Requirement:
Look through the lines below; wherever the word "crates" appears, copy that line.

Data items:
============

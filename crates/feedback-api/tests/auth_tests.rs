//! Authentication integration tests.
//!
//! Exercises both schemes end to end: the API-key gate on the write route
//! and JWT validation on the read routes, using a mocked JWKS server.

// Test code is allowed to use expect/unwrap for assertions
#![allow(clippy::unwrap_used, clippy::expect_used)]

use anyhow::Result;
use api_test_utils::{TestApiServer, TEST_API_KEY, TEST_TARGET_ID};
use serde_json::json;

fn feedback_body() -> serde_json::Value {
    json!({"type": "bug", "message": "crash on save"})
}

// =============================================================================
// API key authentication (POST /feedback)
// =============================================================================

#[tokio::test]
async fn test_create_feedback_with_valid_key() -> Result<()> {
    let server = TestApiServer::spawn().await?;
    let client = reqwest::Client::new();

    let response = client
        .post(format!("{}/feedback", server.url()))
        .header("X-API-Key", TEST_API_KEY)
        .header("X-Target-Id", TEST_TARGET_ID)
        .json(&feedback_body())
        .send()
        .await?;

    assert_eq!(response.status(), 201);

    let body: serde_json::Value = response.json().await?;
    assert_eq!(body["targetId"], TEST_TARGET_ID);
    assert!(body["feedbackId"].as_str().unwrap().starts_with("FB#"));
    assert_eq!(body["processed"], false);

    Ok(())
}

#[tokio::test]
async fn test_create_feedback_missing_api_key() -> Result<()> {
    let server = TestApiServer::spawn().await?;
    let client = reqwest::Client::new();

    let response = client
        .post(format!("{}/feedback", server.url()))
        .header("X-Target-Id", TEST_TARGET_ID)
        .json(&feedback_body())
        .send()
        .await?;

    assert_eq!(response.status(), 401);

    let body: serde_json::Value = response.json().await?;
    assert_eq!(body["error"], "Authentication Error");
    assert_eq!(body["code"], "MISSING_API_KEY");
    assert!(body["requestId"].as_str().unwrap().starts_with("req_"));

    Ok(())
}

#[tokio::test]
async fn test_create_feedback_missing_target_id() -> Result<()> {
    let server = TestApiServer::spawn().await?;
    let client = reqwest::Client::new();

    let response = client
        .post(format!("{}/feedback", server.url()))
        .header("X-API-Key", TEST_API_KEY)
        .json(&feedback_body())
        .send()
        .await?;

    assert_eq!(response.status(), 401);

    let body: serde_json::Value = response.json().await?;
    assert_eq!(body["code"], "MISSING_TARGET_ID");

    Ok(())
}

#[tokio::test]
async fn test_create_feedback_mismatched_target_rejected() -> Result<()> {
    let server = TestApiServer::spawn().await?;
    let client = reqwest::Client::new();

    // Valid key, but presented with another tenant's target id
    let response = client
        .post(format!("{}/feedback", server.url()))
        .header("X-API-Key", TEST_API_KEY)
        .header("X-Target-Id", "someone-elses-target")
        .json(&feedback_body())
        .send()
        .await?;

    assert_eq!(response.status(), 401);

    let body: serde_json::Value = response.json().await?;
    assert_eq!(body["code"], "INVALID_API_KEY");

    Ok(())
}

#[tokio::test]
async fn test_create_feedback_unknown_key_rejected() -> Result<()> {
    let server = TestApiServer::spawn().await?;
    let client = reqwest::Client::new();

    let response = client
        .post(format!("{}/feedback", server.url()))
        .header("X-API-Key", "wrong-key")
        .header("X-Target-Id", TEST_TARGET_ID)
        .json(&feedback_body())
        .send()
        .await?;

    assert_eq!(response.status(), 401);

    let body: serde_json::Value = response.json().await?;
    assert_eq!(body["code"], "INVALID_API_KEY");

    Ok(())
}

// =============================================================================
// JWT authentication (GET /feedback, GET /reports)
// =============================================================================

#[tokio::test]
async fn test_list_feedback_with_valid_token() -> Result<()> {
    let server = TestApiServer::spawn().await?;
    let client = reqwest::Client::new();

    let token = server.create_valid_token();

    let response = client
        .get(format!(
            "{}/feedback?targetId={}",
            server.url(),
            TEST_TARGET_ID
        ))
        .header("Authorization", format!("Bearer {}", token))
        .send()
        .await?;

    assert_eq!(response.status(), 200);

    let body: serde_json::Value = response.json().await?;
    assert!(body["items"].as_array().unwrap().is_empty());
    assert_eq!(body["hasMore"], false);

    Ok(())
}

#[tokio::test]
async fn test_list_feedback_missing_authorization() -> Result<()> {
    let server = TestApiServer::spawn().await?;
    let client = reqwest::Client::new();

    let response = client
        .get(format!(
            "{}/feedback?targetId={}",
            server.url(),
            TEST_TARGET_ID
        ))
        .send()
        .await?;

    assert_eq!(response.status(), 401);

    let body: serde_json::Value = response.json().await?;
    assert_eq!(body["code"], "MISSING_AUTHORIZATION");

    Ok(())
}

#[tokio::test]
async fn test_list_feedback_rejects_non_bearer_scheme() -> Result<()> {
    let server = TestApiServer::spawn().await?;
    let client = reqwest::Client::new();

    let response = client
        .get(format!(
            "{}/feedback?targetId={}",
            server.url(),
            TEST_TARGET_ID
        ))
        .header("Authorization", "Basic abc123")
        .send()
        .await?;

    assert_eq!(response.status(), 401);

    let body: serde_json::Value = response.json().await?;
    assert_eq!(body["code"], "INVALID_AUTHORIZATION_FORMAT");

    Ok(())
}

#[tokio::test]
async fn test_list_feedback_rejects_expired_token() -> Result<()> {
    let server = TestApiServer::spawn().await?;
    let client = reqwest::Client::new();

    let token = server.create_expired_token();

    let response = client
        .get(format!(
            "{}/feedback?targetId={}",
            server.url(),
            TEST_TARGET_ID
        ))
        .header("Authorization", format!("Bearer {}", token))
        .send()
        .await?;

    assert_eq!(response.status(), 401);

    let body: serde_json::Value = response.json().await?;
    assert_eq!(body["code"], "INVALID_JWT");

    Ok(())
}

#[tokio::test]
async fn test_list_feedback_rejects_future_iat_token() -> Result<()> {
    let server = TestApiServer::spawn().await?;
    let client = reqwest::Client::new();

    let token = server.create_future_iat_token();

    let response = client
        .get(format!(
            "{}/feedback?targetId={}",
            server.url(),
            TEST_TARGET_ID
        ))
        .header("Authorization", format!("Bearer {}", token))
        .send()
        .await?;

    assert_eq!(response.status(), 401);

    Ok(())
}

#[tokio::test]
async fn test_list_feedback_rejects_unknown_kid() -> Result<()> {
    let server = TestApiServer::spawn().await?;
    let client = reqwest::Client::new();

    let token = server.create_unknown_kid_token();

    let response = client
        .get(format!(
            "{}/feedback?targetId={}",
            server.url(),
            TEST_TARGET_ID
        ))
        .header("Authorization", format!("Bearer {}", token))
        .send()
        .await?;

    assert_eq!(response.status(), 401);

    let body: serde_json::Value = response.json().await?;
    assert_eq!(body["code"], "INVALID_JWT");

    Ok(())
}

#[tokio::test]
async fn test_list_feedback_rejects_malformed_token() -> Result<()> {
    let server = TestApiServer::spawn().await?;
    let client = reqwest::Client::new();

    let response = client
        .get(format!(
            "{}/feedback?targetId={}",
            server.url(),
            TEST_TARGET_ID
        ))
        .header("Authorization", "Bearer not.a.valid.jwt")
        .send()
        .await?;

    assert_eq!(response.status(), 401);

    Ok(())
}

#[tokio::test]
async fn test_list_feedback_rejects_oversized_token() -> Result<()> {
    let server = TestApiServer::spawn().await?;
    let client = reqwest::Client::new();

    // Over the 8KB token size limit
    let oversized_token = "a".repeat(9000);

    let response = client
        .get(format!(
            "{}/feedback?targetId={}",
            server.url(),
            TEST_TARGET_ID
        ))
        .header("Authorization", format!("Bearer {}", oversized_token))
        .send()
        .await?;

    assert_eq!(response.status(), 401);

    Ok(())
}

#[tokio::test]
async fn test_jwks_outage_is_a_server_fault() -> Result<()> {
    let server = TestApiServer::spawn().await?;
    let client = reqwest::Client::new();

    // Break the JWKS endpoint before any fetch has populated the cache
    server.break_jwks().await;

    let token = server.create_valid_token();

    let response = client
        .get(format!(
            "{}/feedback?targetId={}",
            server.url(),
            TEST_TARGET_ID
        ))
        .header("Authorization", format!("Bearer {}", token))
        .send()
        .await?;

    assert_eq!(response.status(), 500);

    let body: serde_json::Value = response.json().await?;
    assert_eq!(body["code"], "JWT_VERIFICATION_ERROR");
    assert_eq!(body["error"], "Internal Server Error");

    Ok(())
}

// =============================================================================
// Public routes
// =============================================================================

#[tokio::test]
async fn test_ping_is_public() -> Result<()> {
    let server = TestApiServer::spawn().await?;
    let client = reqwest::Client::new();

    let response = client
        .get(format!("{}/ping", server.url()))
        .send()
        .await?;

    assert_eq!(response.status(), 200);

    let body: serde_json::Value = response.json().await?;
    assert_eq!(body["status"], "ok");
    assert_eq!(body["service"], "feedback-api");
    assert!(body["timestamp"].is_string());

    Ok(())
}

============

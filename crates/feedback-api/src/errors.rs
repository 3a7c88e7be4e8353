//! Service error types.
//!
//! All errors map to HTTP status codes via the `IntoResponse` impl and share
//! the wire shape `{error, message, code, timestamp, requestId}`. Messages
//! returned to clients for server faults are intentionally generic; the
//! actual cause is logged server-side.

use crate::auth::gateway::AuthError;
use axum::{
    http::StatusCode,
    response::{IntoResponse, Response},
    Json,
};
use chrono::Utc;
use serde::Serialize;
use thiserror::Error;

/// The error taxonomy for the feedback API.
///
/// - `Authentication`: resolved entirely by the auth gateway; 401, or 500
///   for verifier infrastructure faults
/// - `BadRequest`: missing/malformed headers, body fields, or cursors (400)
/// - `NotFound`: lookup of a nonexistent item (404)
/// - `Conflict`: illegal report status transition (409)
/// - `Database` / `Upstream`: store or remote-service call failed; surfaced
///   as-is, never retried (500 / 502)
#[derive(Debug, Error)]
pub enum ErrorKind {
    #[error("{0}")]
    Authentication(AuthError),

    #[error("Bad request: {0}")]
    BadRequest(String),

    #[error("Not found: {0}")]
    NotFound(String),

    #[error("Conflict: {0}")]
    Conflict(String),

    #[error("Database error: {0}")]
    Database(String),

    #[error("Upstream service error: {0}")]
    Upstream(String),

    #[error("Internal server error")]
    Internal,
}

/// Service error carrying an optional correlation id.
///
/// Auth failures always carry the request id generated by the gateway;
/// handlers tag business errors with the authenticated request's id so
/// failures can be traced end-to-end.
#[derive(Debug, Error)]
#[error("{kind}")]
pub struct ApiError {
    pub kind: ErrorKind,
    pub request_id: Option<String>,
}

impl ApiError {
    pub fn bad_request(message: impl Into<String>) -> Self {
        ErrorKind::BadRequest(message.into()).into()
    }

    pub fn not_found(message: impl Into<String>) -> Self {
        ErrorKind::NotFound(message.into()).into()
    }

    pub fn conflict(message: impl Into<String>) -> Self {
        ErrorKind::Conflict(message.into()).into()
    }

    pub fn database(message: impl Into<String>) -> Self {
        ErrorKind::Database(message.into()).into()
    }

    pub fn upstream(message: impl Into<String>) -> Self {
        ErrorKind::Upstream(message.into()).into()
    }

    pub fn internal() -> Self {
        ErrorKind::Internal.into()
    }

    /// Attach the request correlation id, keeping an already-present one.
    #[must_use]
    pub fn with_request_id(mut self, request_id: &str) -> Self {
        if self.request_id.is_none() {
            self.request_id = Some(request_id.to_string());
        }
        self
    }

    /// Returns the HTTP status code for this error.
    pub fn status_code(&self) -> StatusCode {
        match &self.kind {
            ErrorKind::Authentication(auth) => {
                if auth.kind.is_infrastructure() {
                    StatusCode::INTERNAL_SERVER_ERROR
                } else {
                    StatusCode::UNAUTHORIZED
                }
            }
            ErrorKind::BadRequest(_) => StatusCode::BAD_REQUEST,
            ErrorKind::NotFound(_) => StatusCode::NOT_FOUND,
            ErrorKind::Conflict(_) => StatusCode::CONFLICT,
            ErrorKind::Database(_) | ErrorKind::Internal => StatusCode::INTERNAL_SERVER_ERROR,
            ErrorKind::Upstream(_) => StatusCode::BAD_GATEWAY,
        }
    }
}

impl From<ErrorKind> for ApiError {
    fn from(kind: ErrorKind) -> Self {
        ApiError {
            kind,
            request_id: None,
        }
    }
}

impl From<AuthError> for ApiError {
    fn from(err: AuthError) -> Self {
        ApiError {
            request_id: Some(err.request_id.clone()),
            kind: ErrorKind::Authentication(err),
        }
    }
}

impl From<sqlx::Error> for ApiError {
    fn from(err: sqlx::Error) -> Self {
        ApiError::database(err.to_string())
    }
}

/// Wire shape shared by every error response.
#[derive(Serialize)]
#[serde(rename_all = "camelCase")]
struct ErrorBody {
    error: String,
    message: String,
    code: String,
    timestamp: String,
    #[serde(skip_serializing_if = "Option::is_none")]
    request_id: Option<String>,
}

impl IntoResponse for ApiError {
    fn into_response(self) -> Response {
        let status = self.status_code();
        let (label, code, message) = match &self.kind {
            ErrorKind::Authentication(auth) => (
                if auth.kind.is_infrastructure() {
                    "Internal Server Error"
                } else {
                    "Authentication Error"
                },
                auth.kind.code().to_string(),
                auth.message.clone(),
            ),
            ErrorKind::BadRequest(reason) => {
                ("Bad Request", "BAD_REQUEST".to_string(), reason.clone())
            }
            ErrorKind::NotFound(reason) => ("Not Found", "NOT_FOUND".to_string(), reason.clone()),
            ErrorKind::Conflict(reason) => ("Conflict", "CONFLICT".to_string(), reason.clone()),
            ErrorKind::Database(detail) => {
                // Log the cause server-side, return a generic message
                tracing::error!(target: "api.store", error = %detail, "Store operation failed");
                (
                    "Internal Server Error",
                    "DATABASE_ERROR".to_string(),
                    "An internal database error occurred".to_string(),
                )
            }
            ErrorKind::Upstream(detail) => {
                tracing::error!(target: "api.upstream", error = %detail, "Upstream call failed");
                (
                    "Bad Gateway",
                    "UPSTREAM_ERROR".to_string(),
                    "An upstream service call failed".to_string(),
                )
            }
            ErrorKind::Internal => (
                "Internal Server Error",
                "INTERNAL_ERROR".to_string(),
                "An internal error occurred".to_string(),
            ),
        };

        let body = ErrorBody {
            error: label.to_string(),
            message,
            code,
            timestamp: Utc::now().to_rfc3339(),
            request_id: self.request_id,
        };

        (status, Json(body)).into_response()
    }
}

============

Your solution:
filename crates/feedback-api/tests/auth_tests.rs
filename crates/feedback-api/src/errors.rs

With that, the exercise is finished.